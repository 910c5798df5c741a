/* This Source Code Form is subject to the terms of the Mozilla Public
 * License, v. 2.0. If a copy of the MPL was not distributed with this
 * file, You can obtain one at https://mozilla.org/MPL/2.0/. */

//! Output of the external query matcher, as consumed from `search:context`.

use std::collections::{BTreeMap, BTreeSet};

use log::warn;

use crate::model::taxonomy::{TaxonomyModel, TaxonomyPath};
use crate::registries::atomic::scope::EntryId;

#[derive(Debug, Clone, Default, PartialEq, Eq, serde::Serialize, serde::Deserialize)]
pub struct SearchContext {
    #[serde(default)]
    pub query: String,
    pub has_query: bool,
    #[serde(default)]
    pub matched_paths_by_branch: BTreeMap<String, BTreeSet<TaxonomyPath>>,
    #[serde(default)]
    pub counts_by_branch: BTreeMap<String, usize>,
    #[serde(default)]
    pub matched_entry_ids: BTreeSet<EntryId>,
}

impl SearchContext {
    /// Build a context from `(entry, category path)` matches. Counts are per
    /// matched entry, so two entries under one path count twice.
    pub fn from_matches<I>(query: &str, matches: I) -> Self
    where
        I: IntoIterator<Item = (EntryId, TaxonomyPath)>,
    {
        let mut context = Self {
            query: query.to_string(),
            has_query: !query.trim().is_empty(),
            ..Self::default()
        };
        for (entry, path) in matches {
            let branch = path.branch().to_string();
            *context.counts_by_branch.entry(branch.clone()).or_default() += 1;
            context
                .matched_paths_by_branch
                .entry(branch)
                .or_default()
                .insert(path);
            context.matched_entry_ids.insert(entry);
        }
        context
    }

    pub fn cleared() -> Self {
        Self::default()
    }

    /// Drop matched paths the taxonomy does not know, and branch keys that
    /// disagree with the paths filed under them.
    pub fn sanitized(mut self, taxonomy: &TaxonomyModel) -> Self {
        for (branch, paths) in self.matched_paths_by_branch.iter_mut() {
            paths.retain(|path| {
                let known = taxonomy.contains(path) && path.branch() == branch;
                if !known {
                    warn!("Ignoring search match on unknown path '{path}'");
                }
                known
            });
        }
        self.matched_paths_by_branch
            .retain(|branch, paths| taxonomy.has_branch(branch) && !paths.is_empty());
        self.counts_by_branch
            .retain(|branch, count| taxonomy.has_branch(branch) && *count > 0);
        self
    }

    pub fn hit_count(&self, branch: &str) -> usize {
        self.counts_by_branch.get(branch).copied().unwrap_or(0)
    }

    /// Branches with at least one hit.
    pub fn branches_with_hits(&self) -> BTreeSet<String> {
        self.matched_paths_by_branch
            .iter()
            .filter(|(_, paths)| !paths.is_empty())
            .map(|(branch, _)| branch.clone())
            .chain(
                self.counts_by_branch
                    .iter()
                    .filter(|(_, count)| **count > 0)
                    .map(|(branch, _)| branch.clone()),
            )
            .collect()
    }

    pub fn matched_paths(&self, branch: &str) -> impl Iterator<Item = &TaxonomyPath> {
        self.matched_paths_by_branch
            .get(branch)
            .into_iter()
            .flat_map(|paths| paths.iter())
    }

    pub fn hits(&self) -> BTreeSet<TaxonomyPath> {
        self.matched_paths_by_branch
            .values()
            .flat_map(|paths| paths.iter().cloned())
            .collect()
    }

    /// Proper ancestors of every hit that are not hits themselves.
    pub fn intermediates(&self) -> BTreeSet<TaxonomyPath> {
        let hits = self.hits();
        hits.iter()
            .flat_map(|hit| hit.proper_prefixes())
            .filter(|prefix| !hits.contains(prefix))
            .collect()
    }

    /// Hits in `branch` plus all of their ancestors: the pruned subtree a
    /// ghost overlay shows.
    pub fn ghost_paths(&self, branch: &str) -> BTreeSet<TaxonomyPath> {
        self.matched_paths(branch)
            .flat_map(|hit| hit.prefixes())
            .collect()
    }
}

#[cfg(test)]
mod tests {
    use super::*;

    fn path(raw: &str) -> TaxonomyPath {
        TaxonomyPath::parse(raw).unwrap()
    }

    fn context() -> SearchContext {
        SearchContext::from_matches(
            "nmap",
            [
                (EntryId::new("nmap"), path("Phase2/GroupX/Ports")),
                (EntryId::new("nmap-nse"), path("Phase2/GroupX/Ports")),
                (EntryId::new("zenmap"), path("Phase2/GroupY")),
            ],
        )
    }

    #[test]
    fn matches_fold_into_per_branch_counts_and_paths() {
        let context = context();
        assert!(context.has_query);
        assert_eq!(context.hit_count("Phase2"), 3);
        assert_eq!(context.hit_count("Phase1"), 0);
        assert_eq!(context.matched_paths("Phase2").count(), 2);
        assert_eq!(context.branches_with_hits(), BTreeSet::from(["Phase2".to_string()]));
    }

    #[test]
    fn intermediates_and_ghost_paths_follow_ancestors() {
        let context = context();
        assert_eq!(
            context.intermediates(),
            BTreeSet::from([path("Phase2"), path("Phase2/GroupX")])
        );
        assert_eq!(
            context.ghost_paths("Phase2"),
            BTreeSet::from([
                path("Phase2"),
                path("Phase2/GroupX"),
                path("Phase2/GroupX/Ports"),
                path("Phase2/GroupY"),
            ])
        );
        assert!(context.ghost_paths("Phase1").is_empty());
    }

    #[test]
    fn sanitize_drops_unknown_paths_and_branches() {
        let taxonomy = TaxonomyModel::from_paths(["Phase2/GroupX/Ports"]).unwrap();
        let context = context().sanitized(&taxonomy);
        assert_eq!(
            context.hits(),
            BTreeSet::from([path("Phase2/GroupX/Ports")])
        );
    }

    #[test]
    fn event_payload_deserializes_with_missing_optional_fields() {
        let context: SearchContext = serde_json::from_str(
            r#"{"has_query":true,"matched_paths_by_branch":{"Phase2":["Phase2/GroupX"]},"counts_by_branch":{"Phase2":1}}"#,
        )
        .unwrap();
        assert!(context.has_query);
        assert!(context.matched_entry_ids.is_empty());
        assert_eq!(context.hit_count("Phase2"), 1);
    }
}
+ + + + +
Copy every line in the listing above where the string "that" turns up.

    /// Drop matched paths the taxonomy does not know, and branch keys that
    /// Proper ancestors of every hit that are not hits themselves.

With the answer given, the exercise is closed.